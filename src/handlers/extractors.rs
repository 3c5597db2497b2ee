//! Common extractors for API handlers.
//!
//! Both extractors reject with `ApiError`, so malformed input produces the
//! same `{"error": ...}` body as every other failure.

use axum::{
    extract::{FromRequest, FromRequestParts, Multipart, Path, Request},
    http::{header, request::Parts},
    Form, Json,
};

use crate::error::ApiError;
use crate::models::{ListId, NewItem};

/// List id taken from the `{list_id}` path segment.
///
/// Anything other than a positive integer is answered with 404, the same
/// as an id that does not exist.
#[derive(Debug, Clone, Copy)]
pub struct ListPath(pub ListId);

impl ListPath {
    pub fn parse(raw: &str) -> Result<ListId, ApiError> {
        match raw.parse::<i64>() {
            Ok(id) if id > 0 && raw.bytes().all(|b| b.is_ascii_digit()) => Ok(ListId(id)),
            _ => Err(ApiError::list_not_found()),
        }
    }
}

impl<S> FromRequestParts<S> for ListPath
where
    S: Send + Sync,
{
    type Rejection = ApiError;

    async fn from_request_parts(parts: &mut Parts, state: &S) -> Result<Self, Self::Rejection> {
        let Path(raw) = Path::<String>::from_request_parts(parts, state).await?;
        Ok(ListPath(Self::parse(&raw)?))
    }
}

/// Item submission from a urlencoded form, a multipart form or a JSON body,
/// chosen by content type
#[derive(Debug, Clone)]
pub struct ItemSubmission(pub NewItem);

#[derive(Debug, Clone, Copy, PartialEq, Eq)]
enum BodyKind {
    Json,
    Multipart,
    UrlEncoded,
}

fn body_kind(req: &Request) -> BodyKind {
    let content_type = req
        .headers()
        .get(header::CONTENT_TYPE)
        .and_then(|value| value.to_str().ok())
        .map(|value| value.trim_start().to_ascii_lowercase())
        .unwrap_or_default();

    if content_type.starts_with("application/json") {
        BodyKind::Json
    } else if content_type.starts_with("multipart/form-data") {
        BodyKind::Multipart
    } else {
        BodyKind::UrlEncoded
    }
}

/// First `text` part of a multipart body; a form without one is an empty item
async fn multipart_item(mut multipart: Multipart) -> Result<NewItem, ApiError> {
    while let Some(field) = multipart.next_field().await? {
        if field.name() == Some("text") {
            return Ok(NewItem::new(field.text().await?));
        }
    }
    Ok(NewItem::default())
}

impl<S> FromRequest<S> for ItemSubmission
where
    S: Send + Sync,
{
    type Rejection = ApiError;

    async fn from_request(req: Request, state: &S) -> Result<Self, Self::Rejection> {
        let item = match body_kind(&req) {
            BodyKind::Json => {
                let Json(item) = Json::<NewItem>::from_request(req, state).await?;
                item
            }
            BodyKind::Multipart => {
                let multipart = Multipart::from_request(req, state).await?;
                multipart_item(multipart).await?
            }
            BodyKind::UrlEncoded => {
                let Form(item) = Form::<NewItem>::from_request(req, state).await?;
                item
            }
        };
        Ok(ItemSubmission(item))
    }
}
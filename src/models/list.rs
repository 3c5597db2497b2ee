//! List and Item models
//!
//! Database rows plus the JSON shapes the API exposes for them.

use std::fmt;

use chrono::{DateTime, Utc};
use serde::{Deserialize, Deserializer, Serialize};
use sqlx::FromRow;
use utoipa::ToSchema;
use validator::{Validate, ValidationError, ValidationErrors};

use crate::constants::messages::EMPTY_ITEM_ERROR;

/// Identifier of a to-do list
#[derive(Debug, Clone, Copy, PartialEq, Eq, Hash, PartialOrd, Ord, Serialize, Deserialize)]
#[serde(transparent)]
pub struct ListId(pub i64);

impl fmt::Display for ListId {
    fn fmt(&self, f: &mut fmt::Formatter<'_>) -> fmt::Result {
        write!(f, "{}", self.0)
    }
}

/// A list row
#[derive(Debug, Clone, PartialEq, Serialize, Deserialize, FromRow)]
pub struct List {
    pub id: i64,
    pub created_at: DateTime<Utc>,
}

impl List {
    pub fn list_id(&self) -> ListId {
        ListId(self.id)
    }
}

/// An item row; `(list_id, text)` is unique
#[derive(Debug, Clone, PartialEq, Serialize, Deserialize, FromRow)]
pub struct Item {
    pub id: i64,
    pub list_id: i64,
    pub text: String,
    pub created_at: DateTime<Utc>,
}

/// JSON representation of an item
#[derive(Debug, Clone, PartialEq, Eq, Serialize, Deserialize, ToSchema)]
pub struct ItemResponse {
    #[schema(example = 1)]
    pub id: i64,
    #[schema(example = "Buy peacock feathers")]
    pub text: String,
}

impl From<Item> for ItemResponse {
    fn from(item: Item) -> Self {
        Self {
            id: item.id,
            text: item.text,
        }
    }
}

#[derive(Debug, Clone, PartialEq, Eq, Serialize, Deserialize, ToSchema)]
pub struct ListCreatedResponse {
    pub id: i64,
}

/// Item submission, accepted as a form field or JSON body.
///
/// A missing or null `text` field is treated the same as an empty one.
#[derive(Debug, Clone, Default, Deserialize, Serialize, Validate, ToSchema)]
pub struct NewItem {
    #[serde(default, deserialize_with = "null_as_empty")]
    #[validate(custom(function = "not_blank"))]
    #[schema(example = "Buy peacock feathers")]
    pub text: String,
}

impl NewItem {
    pub fn new(text: impl Into<String>) -> Self {
        Self { text: text.into() }
    }

    /// Validate and return the text with surrounding whitespace stripped.
    pub fn cleaned_text(&self) -> Result<String, String> {
        self.validate().map_err(|errors| first_message(&errors))?;
        Ok(self.text.trim().to_string())
    }
}

fn null_as_empty<'de, D>(deserializer: D) -> Result<String, D::Error>
where
    D: Deserializer<'de>,
{
    Ok(Option::<String>::deserialize(deserializer)?.unwrap_or_default())
}

fn not_blank(text: &str) -> Result<(), ValidationError> {
    if text.trim().is_empty() {
        return Err(ValidationError::new("blank"));
    }
    Ok(())
}

fn first_message(errors: &ValidationErrors) -> String {
    errors
        .field_errors()
        .values()
        .flat_map(|errs| errs.iter())
        .find_map(|err| err.message.as_ref().map(|m| m.to_string()))
        .unwrap_or_else(|| EMPTY_ITEM_ERROR.to_string())
}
• • • • • • •
### Exercise instructions
Print again the lines of the entries above that fall between the line holding "#[derive(Debug, Clone)]" and the line holding "a to-do list", inclusive, exactly as they stand.

### Response to the task
#[derive(Debug, Clone)]
pub struct ItemSubmission(pub NewItem);

#[derive(Debug, Clone, Copy, PartialEq, Eq)]
enum BodyKind {
    Json,
    Multipart,
    UrlEncoded,
}

fn body_kind(req: &Request) -> BodyKind {
    let content_type = req
        .headers()
        .get(header::CONTENT_TYPE)
        .and_then(|value| value.to_str().ok())
        .map(|value| value.trim_start().to_ascii_lowercase())
        .unwrap_or_default();

    if content_type.starts_with("application/json") {
        BodyKind::Json
    } else if content_type.starts_with("multipart/form-data") {
        BodyKind::Multipart
    } else {
        BodyKind::UrlEncoded
    }
}

/// First `text` part of a multipart body; a form without one is an empty item
async fn multipart_item(mut multipart: Multipart) -> Result<NewItem, ApiError> {
    while let Some(field) = multipart.next_field().await? {
        if field.name() == Some("text") {
            return Ok(NewItem::new(field.text().await?));
        }
    }
    Ok(NewItem::default())
}

impl<S> FromRequest<S> for ItemSubmission
where
    S: Send + Sync,
{
    type Rejection = ApiError;

    async fn from_request(req: Request, state: &S) -> Result<Self, Self::Rejection> {
        let item = match body_kind(&req) {
            BodyKind::Json => {
                let Json(item) = Json::<NewItem>::from_request(req, state).await?;
                item
            }
            BodyKind::Multipart => {
                let multipart = Multipart::from_request(req, state).await?;
                multipart_item(multipart).await?
            }
            BodyKind::UrlEncoded => {
                let Form(item) = Form::<NewItem>::from_request(req, state).await?;
                item
            }
        };
        Ok(ItemSubmission(item))
    }
}
filename src/models/list.rs
repository 3c5597db2497b2ee
//! List and Item models
//!
//! Database rows plus the JSON shapes the API exposes for them.

use std::fmt;

use chrono::{DateTime, Utc};
use serde::{Deserialize, Deserializer, Serialize};
use sqlx::FromRow;
use utoipa::ToSchema;
use validator::{Validate, ValidationError, ValidationErrors};

use crate::constants::messages::EMPTY_ITEM_ERROR;

/// Identifier of a to-do list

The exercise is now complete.